# Buying D7000...What lens???



## parker420 (Dec 26, 2010)

I am looking at buying my 1st DSLR....I have decided on the D7000. Places on the net are selling the body for around 800.00, but I have no idea what lens. There will be some sports action shooting, and I was also wondering if saving money with a non-Nikon brand lens is wise? Are there lenses just as good for less, but not the big Nikon brand?


----------



## flea77 (Dec 26, 2010)

The first problem here is that if you are finding a D7000 for $800, that sounds a bit too good to be true. Check to make sure the seller is reputable, make sure it is a USA model (you do want a warranty, right?), etc. That is about a $1,100 body, you can however get a D90 for around $800 from reputable dealers.

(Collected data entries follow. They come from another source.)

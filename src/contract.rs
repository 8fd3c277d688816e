//! The contract seam: the read surface the core consumes, the write-surface
//! argument tuples it composes, and the event payloads the auditor
//! capability decrypts. Submission and log polling belong to the host.

use ark_ed_on_bn254::EdwardsAffine;
use async_trait::async_trait;
use serde::{Deserialize, Serialize};

use ark_ec::AffineRepr;

use crate::address::Address;
use crate::balance::{reconstruct_total_balance, BalanceEncoding};
use crate::error::EercError;
use crate::field::{to_decimal, to_u128, Fq, Fr};
use crate::jubjub::KeyPair;
use crate::metadata::EncryptedMessage;
use crate::operations::{PreparedBurn, PreparedDeposit, PreparedTransfer, PreparedWithdraw};
use crate::pct::{decrypt_wire, PCT_WIRE_LEN};
use crate::prover::{CircuitId, SnarkProof};

/// Read-only contract surface the core needs for registration checks and
/// balance reconstruction.
#[async_trait]
pub trait ContractReader {
    async fn get_user_public_key(&self, address: &Address) -> Result<EdwardsAffine, EercError>;
    async fn balance_of(&self, address: &Address) -> Result<BalanceEncoding, EercError>;
    async fn balance_from_token_address(
        &self,
        address: &Address,
        token: &Address,
    ) -> Result<BalanceEncoding, EercError>;
    async fn auditor_public_key(&self) -> Result<EdwardsAffine, EercError>;
    async fn auditor(&self) -> Result<Address, EercError>;
    async fn token_id(&self, token: &Address) -> Result<u64, EercError>;
    async fn decimals(&self) -> Result<u8, EercError>;
    async fn is_converter(&self) -> Result<bool, EercError>;
    async fn name(&self) -> Result<String, EercError>;
    async fn symbol(&self) -> Result<String, EercError>;
    async fn owner(&self) -> Result<Address, EercError>;
    async fn registrar(&self) -> Result<Address, EercError>;
    /// `allowance(owner, eERC)` on the wrapped ERC-20; converter mode only.
    async fn allowance(&self, owner: &Address) -> Result<u128, EercError>;
}

/// True when `address` holds a registered (non-identity) public key.
pub async fn is_registered<C>(reader: &C, address: &Address) -> Result<bool, EercError>
where
    C: ContractReader + ?Sized + Sync,
{
    Ok(!reader.get_user_public_key(address).await?.is_zero())
}

/// Reads the caller's encrypted balance and reconstructs the verified
/// plaintext total in one step.
pub async fn fetch_total_balance<C>(
    reader: &C,
    key: &KeyPair,
    address: &Address,
) -> Result<u128, EercError>
where
    C: ContractReader + ?Sized + Sync,
{
    let encoding = reader.balance_of(address).await?;
    reconstruct_total_balance(key.secret(), &encoding)
}

/// Groth16 proof flattened into the verifier's calldata tuple
/// `(a[2], b[2][2], c[2], input[])`, uint256 components as decimal strings.
#[derive(Clone, Debug, PartialEq, Eq, Serialize, Deserialize)]
pub struct ProofCalldata {
    pub a: [String; 2],
    pub b: [[String; 2]; 2],
    pub c: [String; 2],
    pub inputs: Vec<String>,
}

impl ProofCalldata {
    /// Validates the proof shape for `circuit` and lays it out for the ABI.
    pub fn from_proof(circuit: CircuitId, proof: &SnarkProof) -> Result<Self, EercError> {
        proof.validate_for(circuit)?;
        Ok(Self {
            a: proof.points.a.clone(),
            b: proof.points.b.clone(),
            c: proof.points.c.clone(),
            inputs: proof.public_signals.clone(),
        })
    }
}

fn wire_strings(wire: &[Fq; PCT_WIRE_LEN]) -> [String; PCT_WIRE_LEN] {
    core::array::from_fn(|i| to_decimal(&wire[i]))
}

/// `register(proof)`.
#[derive(Clone, Debug, Serialize, Deserialize)]
pub struct RegisterCall {
    pub proof: ProofCalldata,
}

impl RegisterCall {
    pub fn new(proof: &SnarkProof) -> Result<Self, EercError> {
        Ok(Self {
            proof: ProofCalldata::from_proof(CircuitId::Register, proof)?,
        })
    }
}

/// `privateMint(recipient, proof[, message])`.
#[derive(Clone, Debug, Serialize, Deserialize)]
pub struct MintCall {
    pub recipient: Address,
    pub proof: ProofCalldata,
    #[serde(with = "serde_bytes_hex")]
    pub message: Vec<u8>,
}

impl MintCall {
    pub fn new(
        recipient: Address,
        proof: &SnarkProof,
        message: Option<&EncryptedMessage>,
    ) -> Result<Self, EercError> {
        Ok(Self {
            recipient,
            proof: ProofCalldata::from_proof(CircuitId::Mint, proof)?,
            message: message.map(EncryptedMessage::to_bytes).unwrap_or_default(),
        })
    }
}

/// `transfer(to, tokenId, proof, balancePCT[, message])`.
#[derive(Clone, Debug, Serialize, Deserialize)]
pub struct TransferCall {
    pub to: Address,
    pub token_id: u64,
    pub proof: ProofCalldata,
    pub balance_pct: [String; PCT_WIRE_LEN],
    #[serde(with = "serde_bytes_hex")]
    pub message: Vec<u8>,
}

impl TransferCall {
    pub fn new(
        to: Address,
        token_id: u64,
        prepared: &PreparedTransfer,
        proof: &SnarkProof,
        message: Option<&EncryptedMessage>,
    ) -> Result<Self, EercError> {
        Ok(Self {
            to,
            token_id,
            proof: ProofCalldata::from_proof(CircuitId::Transfer, proof)?,
            balance_pct: wire_strings(&prepared.sender_balance_pct),
            message: message.map(EncryptedMessage::to_bytes).unwrap_or_default(),
        })
    }
}

/// `withdraw(tokenId, proof, balancePCT[, message])`.
#[derive(Clone, Debug, Serialize, Deserialize)]
pub struct WithdrawCall {
    pub token_id: u64,
    pub proof: ProofCalldata,
    pub balance_pct: [String; PCT_WIRE_LEN],
    #[serde(with = "serde_bytes_hex")]
    pub message: Vec<u8>,
}

impl WithdrawCall {
    pub fn new(
        token_id: u64,
        prepared: &PreparedWithdraw,
        proof: &SnarkProof,
        message: Option<&EncryptedMessage>,
    ) -> Result<Self, EercError> {
        Ok(Self {
            token_id,
            proof: ProofCalldata::from_proof(CircuitId::Withdraw, proof)?,
            balance_pct: wire_strings(&prepared.sender_balance_pct),
            message: message.map(EncryptedMessage::to_bytes).unwrap_or_default(),
        })
    }
}

/// `privateBurn(proof, balancePCT[, message])`. The `balancePCT` slot is
/// mandatory; there is no variant without it.
#[derive(Clone, Debug, Serialize, Deserialize)]
pub struct BurnCall {
    pub proof: ProofCalldata,
    pub balance_pct: [String; PCT_WIRE_LEN],
    #[serde(with = "serde_bytes_hex")]
    pub message: Vec<u8>,
}

impl BurnCall {
    pub fn new(
        prepared: &PreparedBurn,
        proof: &SnarkProof,
        message: Option<&EncryptedMessage>,
    ) -> Result<Self, EercError> {
        Ok(Self {
            proof: ProofCalldata::from_proof(CircuitId::Burn, proof)?,
            balance_pct: wire_strings(&prepared.sender_balance_pct),
            message: message.map(EncryptedMessage::to_bytes).unwrap_or_default(),
        })
    }
}

/// `deposit(amount, tokenAddress, amountPCT[, message])`, the proof-free entry.
#[derive(Clone, Debug, Serialize, Deserialize)]
pub struct DepositCall {
    pub amount: String,
    pub token: Address,
    pub amount_pct: [String; PCT_WIRE_LEN],
    #[serde(with = "serde_bytes_hex")]
    pub message: Vec<u8>,
}

impl DepositCall {
    pub fn new(
        amount: u128,
        token: Address,
        prepared: &PreparedDeposit,
        message: Option<&EncryptedMessage>,
    ) -> Self {
        Self {
            amount: amount.to_string(),
            token,
            amount_pct: wire_strings(&prepared.amount_pct),
            message: message.map(EncryptedMessage::to_bytes).unwrap_or_default(),
        }
    }
}

/// `setAuditorPublicKey(address)`: owner-only rotation of the auditor.
#[derive(Clone, Debug, Serialize, Deserialize)]
pub struct SetAuditorCall {
    pub new_auditor: Address,
}

/// Message envelope carried by `PrivateMessage` events.
#[derive(Clone, Debug, PartialEq, Eq, Serialize, Deserialize)]
pub struct MessageMetadata {
    pub message_from: Address,
    pub message_to: Address,
    pub message_type: String,
    #[serde(with = "serde_bytes_hex")]
    pub encrypted_msg: Vec<u8>,
}

/// Event payloads consumed for auditor decryption and message decoding.
#[derive(Clone, Debug, PartialEq, Eq, Serialize, Deserialize)]
pub enum EercEvent {
    PrivateMint {
        user: Address,
        #[serde(with = "crate::crypto_serde::fq_array_dec")]
        auditor_pct: [Fq; PCT_WIRE_LEN],
    },
    PrivateTransfer {
        from: Address,
        to: Address,
        #[serde(with = "crate::crypto_serde::fq_array_dec")]
        auditor_pct: [Fq; PCT_WIRE_LEN],
    },
    PrivateBurn {
        user: Address,
        #[serde(with = "crate::crypto_serde::fq_array_dec")]
        auditor_pct: [Fq; PCT_WIRE_LEN],
    },
    PrivateMessage { metadata: MessageMetadata },
}

impl EercEvent {
    /// The auditor viewing tuple, when the event carries one.
    pub fn auditor_pct(&self) -> Option<&[Fq; PCT_WIRE_LEN]> {
        match self {
            Self::PrivateMint { auditor_pct, .. }
            | Self::PrivateTransfer { auditor_pct, .. }
            | Self::PrivateBurn { auditor_pct, .. } => Some(auditor_pct),
            Self::PrivateMessage { .. } => None,
        }
    }
}

/// Opens an event's auditor PCT to the flow amount.
pub fn decrypt_auditor_amount(
    auditor: &KeyPair,
    pct: &[Fq; PCT_WIRE_LEN],
) -> Result<u128, EercError> {
    let plain = decrypt_wire(pct, auditor.secret(), 1)?;
    to_u128(&plain[0])
}

/// Decodes a `PrivateMessage` payload addressed to `sk`'s owner.
pub fn decrypt_event_message(sk: Fr, metadata: &MessageMetadata) -> Result<String, EercError> {
    let message = EncryptedMessage::from_bytes(&metadata.encrypted_msg)?;
    crate::metadata::decrypt_message(&message, sk)
}

/// Serde helper: byte payloads as `0x`-prefixed hex.
mod serde_bytes_hex {
    use serde::de::Error as DeError;
    use serde::{Deserialize, Deserializer, Serializer};

    pub fn serialize<S: Serializer>(value: &[u8], serializer: S) -> Result<S::Ok, S::Error> {
        serializer.serialize_str(&format!("0x{}", hex::encode(value)))
    }

    pub fn deserialize<'de, D: Deserializer<'de>>(deserializer: D) -> Result<Vec<u8>, D::Error> {
        let text = String::deserialize(deserializer)?;
        let stripped = text.strip_prefix("0x").unwrap_or(&text);
        hex::decode(stripped).map_err(DeError::custom)
    }
}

Next, that camera will start to show problems with cheap lenses really fast, so you need good glass. You mention sports, but what sports? What conditions? For baseball I use a 80-200 2.8, for basketball a 85mm 1.8, for football a 80-200 2.8 with a 1.4 TC (but would really like a 120-300 2.8).

Allan


----------



## Ken Rockwell Fan (Dec 26, 2010)

Your not going to find new D7000 body for less than $1200. If you do it is either used, gray market, non-U.S. or broken. As far as lens for the D7000, I'd get the Nikon 35mm f/1.8 to start out and a Nikon 80-200 f/2.8.


----------



## KmH (Dec 26, 2010)

The amount of reach and lens speed you would need for sports action shooting will depend if you are shooting field sports or court sports, and daytime or nightime.


----------



## Light Artisan (Jan 22, 2011)

Along with what's stated above, my first fast zoom was a Sigma and it served me very well. It was a Sigma 70-200 f/2.8 EX HSM Macro (non-OS version). The new OS version is about the same price as a used Nikon 70-200 VR I (which is what I now own).


----------